◆ **TASK DESCRIPTION**: All of the data needs to come back exactly as written.

::: RECORDS FOR PROCESSING

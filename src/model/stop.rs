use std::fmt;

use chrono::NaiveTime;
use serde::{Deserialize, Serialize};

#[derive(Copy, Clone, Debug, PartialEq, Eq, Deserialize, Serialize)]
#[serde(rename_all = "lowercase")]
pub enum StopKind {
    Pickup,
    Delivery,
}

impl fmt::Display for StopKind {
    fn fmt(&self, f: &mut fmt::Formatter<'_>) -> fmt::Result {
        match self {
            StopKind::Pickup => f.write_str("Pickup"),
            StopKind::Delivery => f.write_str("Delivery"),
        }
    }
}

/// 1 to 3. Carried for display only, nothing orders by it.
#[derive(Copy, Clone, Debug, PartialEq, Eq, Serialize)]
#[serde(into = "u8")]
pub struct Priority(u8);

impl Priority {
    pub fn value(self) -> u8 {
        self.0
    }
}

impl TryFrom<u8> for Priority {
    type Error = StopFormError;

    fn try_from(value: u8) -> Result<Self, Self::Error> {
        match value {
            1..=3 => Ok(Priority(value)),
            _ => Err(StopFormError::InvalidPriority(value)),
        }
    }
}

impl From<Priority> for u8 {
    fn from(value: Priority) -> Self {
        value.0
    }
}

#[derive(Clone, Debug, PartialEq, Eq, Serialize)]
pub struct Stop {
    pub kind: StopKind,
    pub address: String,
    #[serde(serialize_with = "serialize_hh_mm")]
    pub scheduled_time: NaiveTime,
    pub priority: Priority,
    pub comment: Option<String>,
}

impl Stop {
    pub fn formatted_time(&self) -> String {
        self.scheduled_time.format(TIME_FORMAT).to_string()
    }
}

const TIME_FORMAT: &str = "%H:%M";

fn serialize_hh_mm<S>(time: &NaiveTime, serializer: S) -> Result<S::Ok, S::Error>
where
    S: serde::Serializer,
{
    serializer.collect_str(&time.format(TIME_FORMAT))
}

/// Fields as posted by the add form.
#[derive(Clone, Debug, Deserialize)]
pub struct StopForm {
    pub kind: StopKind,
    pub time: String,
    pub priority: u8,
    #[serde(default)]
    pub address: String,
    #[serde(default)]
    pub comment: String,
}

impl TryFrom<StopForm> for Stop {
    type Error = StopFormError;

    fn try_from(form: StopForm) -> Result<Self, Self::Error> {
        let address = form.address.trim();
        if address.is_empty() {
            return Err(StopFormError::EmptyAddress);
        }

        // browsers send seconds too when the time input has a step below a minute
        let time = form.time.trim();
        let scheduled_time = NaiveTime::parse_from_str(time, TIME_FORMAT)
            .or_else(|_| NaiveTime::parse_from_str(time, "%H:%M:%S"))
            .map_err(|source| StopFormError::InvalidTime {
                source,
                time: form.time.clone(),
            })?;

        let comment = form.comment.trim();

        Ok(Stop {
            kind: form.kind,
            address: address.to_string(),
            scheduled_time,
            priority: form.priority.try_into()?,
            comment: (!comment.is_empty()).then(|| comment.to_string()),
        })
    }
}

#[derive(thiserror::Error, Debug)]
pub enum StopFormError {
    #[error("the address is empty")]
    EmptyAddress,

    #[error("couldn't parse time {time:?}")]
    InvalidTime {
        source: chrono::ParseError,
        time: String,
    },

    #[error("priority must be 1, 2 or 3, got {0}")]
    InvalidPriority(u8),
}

::::::

◆ **SOLVED EXERCISE**:
filename src/model/stop.rs
use std::fmt;

use chrono::NaiveTime;
use serde::{Deserialize, Serialize};

#[derive(Copy, Clone, Debug, PartialEq, Eq, Deserialize, Serialize)]
#[serde(rename_all = "lowercase")]
pub enum StopKind {
    Pickup,
    Delivery,
}

impl fmt::Display for StopKind {
    fn fmt(&self, f: &mut fmt::Formatter<'_>) -> fmt::Result {
        match self {
            StopKind::Pickup => f.write_str("Pickup"),
            StopKind::Delivery => f.write_str("Delivery"),
        }
    }
}

/// 1 to 3. Carried for display only, nothing orders by it.
#[derive(Copy, Clone, Debug, PartialEq, Eq, Serialize)]
#[serde(into = "u8")]
pub struct Priority(u8);

impl Priority {
    pub fn value(self) -> u8 {
        self.0
    }
}

impl TryFrom<u8> for Priority {
    type Error = StopFormError;

    fn try_from(value: u8) -> Result<Self, Self::Error> {
        match value {
            1..=3 => Ok(Priority(value)),
            _ => Err(StopFormError::InvalidPriority(value)),
        }
    }
}

impl From<Priority> for u8 {
    fn from(value: Priority) -> Self {
        value.0
    }
}

#[derive(Clone, Debug, PartialEq, Eq, Serialize)]
pub struct Stop {
    pub kind: StopKind,
    pub address: String,
    #[serde(serialize_with = "serialize_hh_mm")]
    pub scheduled_time: NaiveTime,
    pub priority: Priority,
    pub comment: Option<String>,
}

impl Stop {
    pub fn formatted_time(&self) -> String {
        self.scheduled_time.format(TIME_FORMAT).to_string()
    }
}

const TIME_FORMAT: &str = "%H:%M";

fn serialize_hh_mm<S>(time: &NaiveTime, serializer: S) -> Result<S::Ok, S::Error>
where
    S: serde::Serializer,
{
    serializer.collect_str(&time.format(TIME_FORMAT))
}

/// Fields as posted by the add form.
#[derive(Clone, Debug, Deserialize)]
pub struct StopForm {
    pub kind: StopKind,
    pub time: String,
    pub priority: u8,
    #[serde(default)]
    pub address: String,
    #[serde(default)]
    pub comment: String,
}

impl TryFrom<StopForm> for Stop {
    type Error = StopFormError;

    fn try_from(form: StopForm) -> Result<Self, Self::Error> {
        let address = form.address.trim();
        if address.is_empty() {
            return Err(StopFormError::EmptyAddress);
        }

        // browsers send seconds too when the time input has a step below a minute
        let time = form.time.trim();
        let scheduled_time = NaiveTime::parse_from_str(time, TIME_FORMAT)
            .or_else(|_| NaiveTime::parse_from_str(time, "%H:%M:%S"))
            .map_err(|source| StopFormError::InvalidTime {
                source,
                time: form.time.clone(),
            })?;

        let comment = form.comment.trim();

        Ok(Stop {
            kind: form.kind,
            address: address.to_string(),
            scheduled_time,
            priority: form.priority.try_into()?,
            comment: (!comment.is_empty()).then(|| comment.to_string()),
        })
    }
}

#[derive(thiserror::Error, Debug)]
pub enum StopFormError {
    #[error("the address is empty")]
    EmptyAddress,

    #[error("couldn't parse time {time:?}")]
    InvalidTime {
        source: chrono::ParseError,
        time: String,
    },

    #[error("priority must be 1, 2 or 3, got {0}")]
    InvalidPriority(u8),
}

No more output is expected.